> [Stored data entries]
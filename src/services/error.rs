//! Error taxonomy for the release pipeline.

use std::{io, path::PathBuf};
use thiserror::Error;

/// Why extracting an uploaded archive failed.
#[derive(Debug, Error)]
pub enum ExtractionError {
    #[error("archive entry `{0}` escapes the extraction root")]
    PathTraversalRejected(String),
    #[error("archive entry `{0}` is a symbolic link")]
    SymlinkRejected(String),
    #[error("archive entry `{0}` collides with another entry of the same path")]
    EntryConflict(String),
    #[error("unreadable archive: {0}")]
    Archive(#[from] zip::result::ZipError),
    #[error("extraction i/o error: {0}")]
    Io(#[from] io::Error),
}

#[derive(Debug, Error)]
pub enum ReleaseError {
    #[error("malformed upload: {0}")]
    UploadMalformed(String),
    #[error("unsupported file type `{0}`, expected a zip archive")]
    UnsupportedFileType(String),
    #[error("extraction failed: {0}")]
    ExtractionFailed(#[from] ExtractionError),
    #[error("the uploaded package contains no files")]
    EmptyPackage,
    #[error("failed to hash `{}`: {source}", path.display())]
    HashComputationFailed {
        path: PathBuf,
        #[source]
        source: io::Error,
    },
    #[error(
        "the uploaded package is identical to the current release of deployment {deployment_id} for app version `{app_version}`"
    )]
    DuplicateRelease {
        deployment_id: i64,
        app_version: String,
    },
    #[error("deployment {0} not found")]
    DeploymentNotFound(i64),
    #[error("package `{label}` not found in deployment {deployment_id}")]
    PackageNotFound { deployment_id: i64, label: String },
    #[error("failed to upload blob `{key}`: {source}")]
    BlobUploadFailed {
        key: String,
        #[source]
        source: io::Error,
    },
    #[error(
        "package {package_id} was created but deployment {deployment_id} app version `{app_version}` was not advanced: {reason}"
    )]
    PointerUpdateFailed {
        package_id: i64,
        deployment_id: i64,
        app_version: String,
        reason: String,
    },
    #[error(transparent)]
    Sqlx(#[from] sqlx::Error),
    #[error(transparent)]
    Io(#[from] io::Error),
}

impl ReleaseError {
    /// Expected, user-actionable outcomes as opposed to system failures.
    pub fn is_user_error(&self) -> bool {
        matches!(
            self,
            ReleaseError::UploadMalformed(_)
                | ReleaseError::UnsupportedFileType(_)
                | ReleaseError::ExtractionFailed(
                    ExtractionError::PathTraversalRejected(_)
                        | ExtractionError::SymlinkRejected(_)
                        | ExtractionError::EntryConflict(_)
                        | ExtractionError::Archive(_)
                )
                | ReleaseError::EmptyPackage
                | ReleaseError::DuplicateRelease { .. }
                | ReleaseError::DeploymentNotFound(_)
                | ReleaseError::PackageNotFound { .. }
        )
    }
}

pub type ReleaseResult<T> = Result<T, ReleaseError>;

#[cfg(test)]
mod tests {
    use super::*;

    #[test]
    fn duplicate_message_names_the_pair() {
        let err = ReleaseError::DuplicateRelease {
            deployment_id: 4,
            app_version: "1.0".into(),
        };
        let msg = err.to_string();
        assert!(msg.contains("deployment 4"));
        assert!(msg.contains("`1.0`"));
        assert!(err.is_user_error());
    }

    #[test]
    fn pointer_failures_are_not_user_errors() {
        let err = ReleaseError::PointerUpdateFailed {
            package_id: 9,
            deployment_id: 1,
            app_version: "1.0".into(),
            reason: "lost race".into(),
        };
        assert!(!err.is_user_error());
        assert!(!ReleaseError::Io(io::Error::other("disk")).is_user_error());
    }
}
//! The release pipeline and the stores it talks to.

pub mod archive;
pub mod blob_store;
pub mod dedup;
pub mod error;
pub mod hasher;
pub mod manifest;
pub mod metadata_store;
pub mod registrar;
pub mod release_service;
use anyhow::Result;
use axum::Router;
use sqlx::sqlite::{SqliteConnectOptions, SqlitePoolOptions};
use std::{io::ErrorKind, path::Path, str::FromStr, sync::Arc};
use tokio::{fs, net::TcpListener};
use tracing_subscriber::EnvFilter;

mod config;
mod errors;
mod handlers;
mod models;
mod routes;
mod services;

use services::{
    archive::ArchiveStage, blob_store::DiskBlobStore, manifest::ManifestBuilder,
    metadata_store::SqliteMetadataStore, release_service::ReleaseService,
};

#[tokio::main]
async fn main() -> Result<()> {
    // --- Logging setup ---
    tracing_subscriber::fmt()
        .with_env_filter(EnvFilter::from_default_env())
        .init();

    // --- Parse config + migrate flag ---
    let (cfg, migrate) = config::AppConfig::from_env_and_args()?;

    tracing::info!("Starting release-registry with config: {:?}", cfg);

    // --- Ensure storage directories exist ---
    for dir in [&cfg.blob_dir, &cfg.staging_dir] {
        if !Path::new(dir).exists() {
            fs::create_dir_all(dir).await?;
            tracing::info!("Created directory at {}", dir);
        }
    }

    // --- Initialize SQLite connection ---
    let db_url = &cfg.database_url;
    tracing::debug!("Connecting using raw URL => {}", db_url);
    let options = SqliteConnectOptions::from_str(db_url)?.create_if_missing(true);
    if let Some(parent) = Path::new(options.get_filename()).parent() {
        if !parent.as_os_str().is_empty() && !parent.exists() {
            fs::create_dir_all(parent).await?;
            tracing::info!("Created missing directory {:?}", parent);
        }
    }

    let db = Arc::new(
        SqlitePoolOptions::new()
            .max_connections(5)
            .connect_with(options)
            .await?,
    );
    let store = SqliteMetadataStore::new(db);

    // --- Handle migration mode ---
    if migrate {
        let applied = store.migrate().await?;
        tracing::info!("Database migration complete ({} statements).", applied);
        return Ok(()); // exit after migration
    }

    // --- Initialize core service ---
    let service = ReleaseService::new(
        Arc::new(store),
        Arc::new(DiskBlobStore::new(&cfg.blob_dir)),
        ArchiveStage::new(&cfg.staging_dir),
        ManifestBuilder::new(cfg.hash_concurrency),
    );

    // --- Build router ---
    let app: Router = routes::routes::routes(cfg.max_upload_bytes).with_state(service);

    // --- Start server ---
    let addr = cfg.addr();
    let listener = match TcpListener::bind(&addr).await {
        Ok(listener) => listener,
        Err(err)
            if err.kind() == ErrorKind::PermissionDenied
                && matches!(cfg.host.as_str(), "0.0.0.0" | "::") =>
        {
            let fallback_addr = format!("127.0.0.1:{}", cfg.port);
            tracing::warn!(
                "Permission denied binding to {} ({}). Falling back to {}",
                addr,
                err,
                fallback_addr
            );
            TcpListener::bind(&fallback_addr).await?
        }
        Err(err) => return Err(err.into()),
    };

    tracing::info!("Server listening on http://{}", listener.local_addr()?);
    axum::serve(listener, app).await?;

    Ok(())
}
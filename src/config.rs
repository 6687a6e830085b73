use std::path::{Path, PathBuf};

use serde::{Deserialize, Serialize};

use crate::error::{Error, Result};
use crate::metrics::projection::ProjectionModel;
use crate::sql::Dialect;

/// Environment variable naming an explicit config file.
pub const CONFIG_ENV: &str = "TRENDLINE_CONFIG";

/// Most decimal places a result can be rounded to.
pub const MAX_PRECISION: u32 = 12;

/// Defaults applied to every [`crate::MetricQuery`] built from this config.
#[derive(Debug, Clone, PartialEq, Serialize, Deserialize)]
#[serde(default)]
pub struct MetricsConfig {
    pub date_column: String,
    pub column: String,
    pub precision: u32,
    pub fill_value: i64,
    pub dialect: Dialect,
    pub projection_model: ProjectionModel,
}

impl Default for MetricsConfig {
    fn default() -> Self {
        Self {
            date_column: "created_at".into(),
            column: "id".into(),
            precision: 4,
            fill_value: 0,
            dialect: Dialect::Sqlite,
            projection_model: ProjectionModel::WeightedRate,
        }
    }
}

impl MetricsConfig {
    /// `$TRENDLINE_CONFIG`, else `<config dir>/trendline/config.json`.
    pub fn default_path() -> Option<PathBuf> {
        if let Ok(path) = std::env::var(CONFIG_ENV) {
            return Some(PathBuf::from(path));
        }
        dirs::config_dir().map(|dir| dir.join("trendline").join("config.json"))
    }

    /// Load from the default location. A missing file yields the defaults.
    pub fn load() -> Result<Self> {
        match Self::default_path() {
            Some(path) if path.exists() => Self::load_from(&path),
            Some(path) => {
                log::debug!("No config at {}, using defaults", path.display());
                Ok(Self::default())
            }
            None => Ok(Self::default()),
        }
    }

    /// Load from an explicit file. The file must exist and parse.
    pub fn load_from(path: &Path) -> Result<Self> {
        let raw = std::fs::read_to_string(path)
            .map_err(|e| Error::Config(format!("cannot read {}: {e}", path.display())))?;
        let config: MetricsConfig = serde_json::from_str(&raw)
            .map_err(|e| Error::Config(format!("invalid config {}: {e}", path.display())))?;
        config.validate()?;
        Ok(config)
    }

    fn validate(&self) -> Result<()> {
        if self.date_column.trim().is_empty() {
            return Err(Error::Config("date_column must not be empty".into()));
        }
        if self.column.trim().is_empty() {
            return Err(Error::Config("column must not be empty".into()));
        }
        if self.precision > MAX_PRECISION {
            return Err(Error::Config(format!(
                "precision {} exceeds {MAX_PRECISION} decimal places",
                self.precision
            )));
        }
        Ok(())
    }
}

#[cfg(test)]
mod tests {
    use super::*;
    use std::io::Write;

    #[test]
    fn test_defaults() {
        let cfg = MetricsConfig::default();
        assert_eq!(cfg.date_column, "created_at");
        assert_eq!(cfg.column, "id");
        assert_eq!(cfg.precision, 4);
        assert_eq!(cfg.fill_value, 0);
        assert_eq!(cfg.dialect, Dialect::Sqlite);
    }

    #[test]
    fn test_load_partial_file_keeps_defaults() {
        let mut file = tempfile::NamedTempFile::new().unwrap();
        write!(file, r#"{{"date_column": "updated_at", "dialect": "postgres"}}"#).unwrap();

        let cfg = MetricsConfig::load_from(file.path()).unwrap();
        assert_eq!(cfg.date_column, "updated_at");
        assert_eq!(cfg.dialect, Dialect::Postgres);
        assert_eq!(cfg.precision, 4);
        assert_eq!(cfg.projection_model, ProjectionModel::WeightedRate);
    }

    #[test]
    fn test_load_projection_model() {
        let mut file = tempfile::NamedTempFile::new().unwrap();
        write!(file, r#"{{"projection_model": "decayed_average", "precision": 2}}"#).unwrap();

        let cfg = MetricsConfig::load_from(file.path()).unwrap();
        assert_eq!(cfg.projection_model, ProjectionModel::DecayedAverage);
        assert_eq!(cfg.precision, 2);
    }

    #[test]
    fn test_malformed_file_is_config_error() {
        let mut file = tempfile::NamedTempFile::new().unwrap();
        write!(file, "not json").unwrap();

        let err = MetricsConfig::load_from(file.path()).unwrap_err();
        assert!(matches!(err, Error::Config(_)));
    }

    #[test]
    fn test_empty_column_rejected() {
        let mut file = tempfile::NamedTempFile::new().unwrap();
        write!(file, r#"{{"column": ""}}"#).unwrap();

        assert!(matches!(
            MetricsConfig::load_from(file.path()),
            Err(Error::Config(_))
        ));
    }

    #[test]
    fn test_missing_explicit_file_is_error() {
        let dir = tempfile::tempdir().unwrap();
        let err = MetricsConfig::load_from(&dir.path().join("absent.json")).unwrap_err();
        assert!(matches!(err, Error::Config(_)));
    }
}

> [YOUR GOAL] Copy exactly the lines that run from the first line of the data to the line containing "pub enum ExtractionError", please, with both ends included and nothing else.

> [WRITTEN REPLY]
filename src/services/error.rs
//! Error taxonomy for the release pipeline.

use std::{io, path::PathBuf};
use thiserror::Error;

/// Why extracting an uploaded archive failed.
#[derive(Debug, Error)]
pub enum ExtractionError {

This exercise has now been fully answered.